$$\displaystyle\lim_{(x,y)\rightarrow (1,0)}\frac{x-1}{\sqrt{(x-1)^2+y^2}}$$
By direct substitution that's a ( $ \frac{0}{0}$ ) undefined
so can I approach it by polar equation or by different paths ?

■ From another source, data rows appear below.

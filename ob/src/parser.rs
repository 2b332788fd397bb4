//! Order export parsing: product/size split, quantities and SKU normalization

use std::sync::LazyLock;

use regex::Regex;
use serde::Serialize;
use tracing::{debug, warn};

use crate::config::OrderColumns;
use crate::error::PipelineError;
use crate::table::Table;

/// Trailing size suffix of a variant SKU: `-24-26`, `-S`, `-2XL`, `-10`
///
/// The `lo-hi` alternative only counts as a size when it is a real size range;
/// see `is_size_range`.
static SKU_SIZE_SUFFIX: LazyLock<Regex> = LazyLock::new(|| {
    Regex::new(r"-(?:(?P<lo>\d{1,3})-(?P<hi>\d{1,3})|\d*[A-Za-z]+|\d{1,3})$").expect("SKU suffix pattern is valid")
});

/// Largest quantity accepted on a single order row
pub const MAX_QUANTITY: u64 = u32::MAX as u64;

/// One raw row of the order export
#[derive(Debug, Clone, PartialEq, Eq)]
pub struct OrderLine {
    /// 1-based data row number in the export
    pub row: usize,
    /// Compound "<name> - <size>" field
    pub raw_product_field: String,
    pub quantity: u64,
    pub raw_sku_field: Option<String>,
}

/// An order line split into product name and size
#[derive(Debug, Clone, PartialEq, Eq)]
pub struct ParsedOrderLine {
    pub product_name: String,
    pub size: String,
    pub quantity: u64,
    /// Normalized SKU with the size suffix stripped
    pub sku: Option<String>,
}

/// A row left out of aggregation, and why
#[derive(Debug, Clone, PartialEq, Eq, Serialize)]
pub struct SkippedRow {
    pub row: usize,
    pub reason: String,
}

/// Raw order lines read from an export, before the product field is split
#[derive(Debug, Clone, Default)]
pub struct OrderRows {
    pub lines: Vec<OrderLine>,
    /// Rows with an unreadable quantity
    pub skipped: Vec<SkippedRow>,
    /// Data rows in the export before duplicate removal
    pub total_rows: usize,
    pub duplicates_removed: usize,
}

/// Result of parsing a whole order export
#[derive(Debug, Clone, Default)]
pub struct ParsedOrders {
    pub lines: Vec<ParsedOrderLine>,
    pub skipped: Vec<SkippedRow>,
    /// Data rows in the export before duplicate removal
    pub total_rows: usize,
    pub duplicates_removed: usize,
}

impl OrderLine {
    /// Split the compound field and normalize the SKU against the parsed size
    pub fn parse(&self, separator: &str) -> Result<ParsedOrderLine, PipelineError> {
        let (product_name, size) = split_product_field(&self.raw_product_field, separator)?;
        let sku = self
            .raw_sku_field
            .as_deref()
            .and_then(|sku| normalize_sku_for_size(sku, &size));
        Ok(ParsedOrderLine {
            product_name,
            size,
            quantity: self.quantity,
            sku,
        })
    }
}

/// Split "<name> - <size>" at the last separator
///
/// Names that contain the separator themselves keep everything up to the
/// rightmost occurrence, so "Retro - Home - S" yields ("Retro - Home", "S").
pub fn split_product_field(field: &str, separator: &str) -> Result<(String, String), PipelineError> {
    let malformed = || PipelineError::MalformedProductField {
        field: field.to_string(),
        separator: separator.to_string(),
    };

    let (name, size) = field.rsplit_once(separator).ok_or_else(malformed)?;
    let (name, size) = (name.trim(), size.trim());
    if name.is_empty() || size.is_empty() {
        return Err(malformed());
    }
    Ok((name.to_string(), size.to_string()))
}

/// Ascending numeric size range such as `24-26` or `8-10`
fn is_size_range(lo: &str, hi: &str) -> bool {
    if lo.starts_with('0') || hi.starts_with('0') {
        return false;
    }
    match (lo.parse::<u32>(), hi.parse::<u32>()) {
        (Ok(lo), Ok(hi)) => hi > lo && hi - lo <= 4,
        _ => false,
    }
}

/// Strip the trailing size suffix from a variant SKU
///
/// Returns `None` for a blank SKU. SKUs without a recognizable suffix are
/// returned unchanged. Two trailing numbers that are not a size range
/// (`TEE-100-8`, `HJ-01-24`) lose only the last one.
pub fn normalize_sku(raw: &str) -> Option<String> {
    let sku = raw.trim();
    if sku.is_empty() {
        return None;
    }
    let Some(caps) = SKU_SIZE_SUFFIX.captures(sku) else {
        return Some(sku.to_string());
    };

    let start = match (caps.name("lo"), caps.name("hi")) {
        (Some(lo), Some(hi)) if !is_size_range(lo.as_str(), hi.as_str()) => hi.start() - 1,
        _ => caps.get(0).map_or(sku.len(), |m| m.start()),
    };
    if start == 0 {
        // The whole SKU looked like a suffix; keep it as-is
        return Some(sku.to_string());
    }
    Some(sku[..start].to_string())
}

/// Strip a known size from a variant SKU
///
/// When the SKU ends in `-<size>` exactly (ignoring ASCII case) only that is
/// removed; otherwise falls back to `normalize_sku`.
pub fn normalize_sku_for_size(raw: &str, size: &str) -> Option<String> {
    let sku = raw.trim();
    let suffix = format!("-{}", size.trim());
    if sku.len() > suffix.len() {
        let start = sku.len() - suffix.len();
        if let Some(tail) = sku.get(start..)
            && tail.eq_ignore_ascii_case(&suffix)
        {
            return Some(sku[..start].to_string());
        }
    }
    normalize_sku(sku)
}

/// Parse an order quantity
///
/// Accepts non-negative integers up to `MAX_QUANTITY`, and integral floats
/// such as `3.0`.
pub fn parse_quantity(raw: &str) -> Result<u64, PipelineError> {
    let value = raw.trim();
    let invalid = || PipelineError::InvalidQuantity {
        value: value.to_string(),
    };

    let quantity = match value.parse::<u64>() {
        Ok(n) => n,
        Err(_) => match value.parse::<f64>() {
            Ok(f) if f >= 0.0 && f.fract() == 0.0 && f <= MAX_QUANTITY as f64 => f as u64,
            _ => return Err(invalid()),
        },
    };
    if quantity > MAX_QUANTITY {
        return Err(invalid());
    }
    Ok(quantity)
}

/// Record a row-level error as a skipped row, or pass a fatal one through
fn skip_row(row: usize, error: PipelineError, skipped: &mut Vec<SkippedRow>) -> Result<(), PipelineError> {
    if !error.is_row_level() {
        return Err(error);
    }
    warn!(row, %error, "Skipping order row");
    skipped.push(SkippedRow {
        row,
        reason: error.to_string(),
    });
    Ok(())
}

/// Parse a sequence of order lines, skipping malformed ones
pub fn parse_order_lines(
    lines: &[OrderLine],
    separator: &str,
) -> Result<(Vec<ParsedOrderLine>, Vec<SkippedRow>), PipelineError> {
    let mut parsed = Vec::with_capacity(lines.len());
    let mut skipped = Vec::new();

    for line in lines {
        match line.parse(separator) {
            Ok(p) => parsed.push(p),
            Err(e) => skip_row(line.row, e, &mut skipped)?,
        }
    }

    Ok((parsed, skipped))
}

/// Read order lines from an order export
///
/// Drops the error/remark column and exact duplicate rows first. Rows with an
/// unreadable quantity are skipped and reported.
pub fn read_order_lines(mut table: Table, columns: &OrderColumns) -> Result<OrderRows, PipelineError> {
    let total_rows = table.len();
    table.drop_column(&columns.error);
    let duplicates_removed = table.dedup();
    if duplicates_removed > 0 {
        debug!(duplicates_removed, "Removed duplicate order rows");
    }

    let product_idx = table.require(&columns.product)?;
    let quantity_idx = table.require(&columns.quantity)?;
    let sku_idx = table.column(&columns.sku);

    let mut lines = Vec::with_capacity(table.len());
    let mut skipped = Vec::new();

    for i in 0..table.len() {
        let row = table.source_row(i);
        let quantity = match parse_quantity(table.get(i, quantity_idx).unwrap_or_default()) {
            Ok(q) => q,
            Err(e) => {
                skip_row(row, e, &mut skipped)?;
                continue;
            }
        };

        lines.push(OrderLine {
            row,
            raw_product_field: table.get(i, product_idx).unwrap_or_default().to_string(),
            quantity,
            raw_sku_field: sku_idx.and_then(|idx| table.get(i, idx)).map(str::to_string),
        });
    }

    Ok(OrderRows {
        lines,
        skipped,
        total_rows,
        duplicates_removed,
    })
}

/// Read and parse an order export in one pass
pub fn parse_order_table(table: Table, columns: &OrderColumns, separator: &str) -> Result<ParsedOrders, PipelineError> {
    let rows = read_order_lines(table, columns)?;
    let (lines, parse_skipped) = parse_order_lines(&rows.lines, separator)?;

    let mut skipped = rows.skipped;
    skipped.extend(parse_skipped);
    skipped.sort_by_key(|s| s.row);

    Ok(ParsedOrders {
        lines,
        skipped,
        total_rows: rows.total_rows,
        duplicates_removed: rows.duplicates_removed,
    })
}
use std::fs;
use std::io::Write;

use clap::Parser;
use colored::*;
use eyre::{Context, Result};
use tracing::{debug, info};

use orderboard::cli::{Cli, Command};
use orderboard::config::Config;
use orderboard::render;
use orderboard::{Dataset, Pipeline, SizeNormalizer, Table, normalize_sku};

fn setup_logging(cli_log_level: Option<&str>, config_log_level: Option<&str>) -> Result<()> {
    // Priority: CLI --log-level > config file > INFO
    let level = match cli_log_level.or(config_log_level).map(str::to_uppercase).as_deref() {
        Some("TRACE") => tracing::Level::TRACE,
        Some("DEBUG") => tracing::Level::DEBUG,
        Some("INFO") | None => tracing::Level::INFO,
        Some("WARN") | Some("WARNING") => tracing::Level::WARN,
        Some("ERROR") => tracing::Level::ERROR,
        Some(other) => {
            eprintln!("Warning: Unknown log-level '{}', defaulting to INFO", other);
            tracing::Level::INFO
        }
    };

    tracing_subscriber::fmt()
        .with_writer(std::io::stderr)
        .with_env_filter(tracing_subscriber::EnvFilter::from_default_env().add_directive(level.into()))
        .init();

    debug!("Logging initialized (level: {:?})", level);
    Ok(())
}

fn main() -> Result<()> {
    let cli = Cli::parse();

    let config_log_level = Config::load_log_level(cli.config.as_ref());
    setup_logging(cli.log_level.as_deref(), config_log_level.as_deref()).context("Failed to setup logging")?;

    let config = Config::load(cli.config.as_ref()).context("Failed to load configuration")?;

    match cli.command {
        Command::Run {
            orders,
            catalog,
            rto,
            format,
            output,
        } => {
            let catalog_path = catalog.unwrap_or_else(|| config.catalog_path.clone());
            info!(orders = %orders.display(), catalog = %catalog_path.display(), "orderboard run");

            let orders = Table::from_path(Dataset::Orders, &orders)?;
            let catalog = Table::from_path(Dataset::Catalog, &catalog_path)
                .context(format!("Catalog export {} is required", catalog_path.display()))?;
            let rto = rto.map(|path| Table::from_path(Dataset::Rto, path)).transpose()?;

            let result = Pipeline::new(&config).run(orders, &catalog, rto.as_ref())?;

            match output {
                Some(path) => {
                    colored::control::set_override(false);
                    let mut file = fs::File::create(&path).context(format!("Failed to create {}", path.display()))?;
                    render::render(&result.rows, format, &config.placeholder_image, &mut file)?;
                    println!("{} Wrote {} products to {}", "✓".green(), result.rows.len(), path.display());
                }
                None => {
                    let mut stdout = std::io::stdout().lock();
                    render::render(&result.rows, format, &config.placeholder_image, &mut stdout)?;
                    stdout.flush()?;
                }
            }

            for skipped in &result.report.skipped {
                eprintln!("{} row {}: {}", "skipped".yellow(), skipped.row, skipped.reason);
            }
            for warning in &result.report.size_warnings {
                eprintln!("{} {}", "warning".yellow(), warning);
            }
        }
        Command::Normalize { descriptor, product } => {
            let normalizer = SizeNormalizer::new(config.sizes.clone());
            let normalized = normalizer.normalize(&descriptor, &product);
            println!("{}", normalized.descriptor);
            for warning in &normalized.warnings {
                eprintln!("{} {}", "warning".yellow(), warning);
            }
        }
        Command::Sku { skus } => {
            for sku in skus {
                match normalize_sku(&sku) {
                    Some(normalized) => println!("{} {} {}", sku, "→".dimmed(), normalized.cyan()),
                    None => println!("{} {} {}", sku, "→".dimmed(), "(blank)".dimmed()),
                }
            }
        }
        Command::Config { write } => match write {
            Some(path) => {
                config.save(&path)?;
                println!("{} Saved config to {}", "✓".green(), path.display());
            }
            None => print!("{}", config.to_yaml()?),
        },
    }

    Ok(())
}
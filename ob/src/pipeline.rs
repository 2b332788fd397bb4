//! End-to-end order board pipeline
//!
//! ```text
//! orders ──parse──▶ lines ──aggregate──▶ products ──normalize──▶ descriptors
//!                                              │                     │
//! catalog, rto ─────────────────────────────▶ merge ◀────────────────┘
//!                                              │
//!                                              ▼
//!                                          FinalRow[]
//! ```
//!
//! Each run is a pure function of its input tables.

use serde::Serialize;
use tracing::info;

use crate::aggregate::aggregate;
use crate::config::{ColumnsConfig, Config};
use crate::error::PipelineError;
use crate::merge::{FinalRow, Merger, parse_catalog_table, parse_rto_table};
use crate::parser::{SkippedRow, parse_order_table};
use crate::sizes::SizeNormalizer;
use crate::table::Table;

/// What happened to the input during a run
#[derive(Debug, Clone, Default, PartialEq, Eq, Serialize)]
pub struct RunReport {
    /// Data rows in the order export
    pub order_rows: usize,
    pub duplicates_removed: usize,
    pub skipped: Vec<SkippedRow>,
    /// Dropped size tokens, as "<product>: <warning>"
    pub size_warnings: Vec<String>,
}

#[derive(Debug, Clone)]
pub struct PipelineOutput {
    pub rows: Vec<FinalRow>,
    pub report: RunReport,
}

/// Runs parse, aggregate, normalize and merge over materialized exports
#[derive(Debug, Clone)]
pub struct Pipeline {
    separator: String,
    columns: ColumnsConfig,
    normalizer: SizeNormalizer,
}

impl Default for Pipeline {
    fn default() -> Self {
        Self::new(&Config::default())
    }
}

impl Pipeline {
    pub fn new(config: &Config) -> Self {
        Self {
            separator: config.separator.clone(),
            columns: config.columns.clone(),
            normalizer: SizeNormalizer::new(config.sizes.clone()),
        }
    }

    /// Produce one final row per ordered product
    ///
    /// A missing required column in any export aborts the run. Malformed order
    /// rows are skipped and listed in the report.
    pub fn run(&self, orders: Table, catalog: &Table, rto: Option<&Table>) -> Result<PipelineOutput, PipelineError> {
        // Validate every export before doing any work
        let catalog = parse_catalog_table(catalog, &self.columns.catalog)?;
        let rto = match rto {
            Some(table) => parse_rto_table(table, &self.columns.rto)?,
            None => Vec::new(),
        };
        let parsed = parse_order_table(orders, &self.columns.orders, &self.separator)?;

        let products = aggregate(&parsed.lines);
        let merger = Merger::new(catalog, rto);

        let mut size_warnings = Vec::new();
        let rows: Vec<FinalRow> = products
            .iter()
            .map(|product| {
                let normalized = self
                    .normalizer
                    .normalize_sizes(&product.size_quantities, &product.product_name);
                size_warnings.extend(
                    normalized
                        .warnings
                        .iter()
                        .map(|w| format!("{}: {}", product.product_name, w)),
                );
                merger.merge(product, normalized.descriptor)
            })
            .collect();

        let report = RunReport {
            order_rows: parsed.total_rows,
            duplicates_removed: parsed.duplicates_removed,
            skipped: parsed.skipped,
            size_warnings,
        };

        info!(
            products = rows.len(),
            order_rows = report.order_rows,
            duplicates = report.duplicates_removed,
            skipped = report.skipped.len(),
            "Pipeline complete"
        );
        Ok(PipelineOutput { rows, report })
    }
}

#[cfg(test)]
mod tests {
    use super::*;
    use crate::error::Dataset;

    const CATALOG: &str = "Title,Image Src,Image Position\nHome Jersey,img.png,1\n";

    fn table(dataset: Dataset, csv: &str) -> Table {
        Table::from_reader(dataset, csv.as_bytes()).unwrap()
    }

    #[test]
    fn test_home_jersey_scenario() {
        let orders = table(
            Dataset::Orders,
            "*Product Name,*Product Quantity\nHome Jersey - S,3\nHome Jersey - L,2\nHome Jersey - S,1\n",
        );

        let output = Pipeline::default()
            .run(orders, &table(Dataset::Catalog, CATALOG), None)
            .unwrap();

        assert_eq!(
            output.rows,
            vec![FinalRow {
                product_name: "Home Jersey".to_string(),
                sku: None,
                image_src: Some("img.png".to_string()),
                size_quantity: "S-4, L-2".to_string(),
                rto_info: None,
            }]
        );
        assert_eq!(output.report.order_rows, 3);
        assert!(output.report.skipped.is_empty());
    }

    #[test]
    fn test_missing_rto_column_aborts() {
        let orders = table(Dataset::Orders, "*Product Name,*Product Quantity\nHome Jersey - S,3\n");
        let rto = table(Dataset::Rto, "Product Name,Size\nHome Jersey,S\n");

        let err = Pipeline::default()
            .run(orders, &table(Dataset::Catalog, CATALOG), Some(&rto))
            .unwrap_err();
        assert!(matches!(
            err,
            PipelineError::MissingRequiredColumn { dataset: Dataset::Rto, ref column } if column == "Vendor"
        ));
    }

    #[test]
    fn test_skipped_rows_reported() {
        let orders = table(
            Dataset::Orders,
            "*Product Name,*Product Quantity\nGift Card,1\nHome Jersey - S,3\n",
        );

        let output = Pipeline::default()
            .run(orders, &table(Dataset::Catalog, CATALOG), None)
            .unwrap();
        assert_eq!(output.rows.len(), 1);
        assert_eq!(output.report.skipped.len(), 1);
        assert_eq!(output.report.skipped[0].row, 1);
    }

    #[test]
    fn test_custom_separator() {
        let config = Config {
            separator: " / ".to_string(),
            ..Default::default()
        };
        let orders = table(Dataset::Orders, "*Product Name,*Product Quantity\nHome Jersey / M,2\n");

        let output = Pipeline::new(&config)
            .run(orders, &table(Dataset::Catalog, CATALOG), None)
            .unwrap();
        assert_eq!(output.rows[0].size_quantity, "M-2");
    }
}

Mine was the polar form considering eqaution of circle is :
$$a(x-x_1)^2+b(y-y_1)^2$$
On
Let $x=u+1, \, v=y$ with $(u,v)\to (0,0)$ then
$$\lim_{(x,y)\rightarrow (1,0)}\frac{x-1}{\sqrt{(x-1)^2+y^2}}=\lim_{(u,v)\rightarrow (0,0)}\frac{u}{\sqrt{u^2+v^2}}$$
and since by polar coordinates $\frac{u}{\sqrt{u^2+v^2}}=\cos \theta$ we can conclude that the limit doesn't exist, indeed
$u=0 \implies \frac{u}{\sqrt{u^2+v^2}}=0$
$u=v \implies \frac{u}{\sqrt{u^2+v^2}}=\frac{\sqrt 2}2$
Different paths are useful in this exercise, easy to choose and compute.
If $x=1$ you get $0.$
If $x>1$ and $y=0,$ the result is $1.$
This is enough to conclude that the limite does not exist.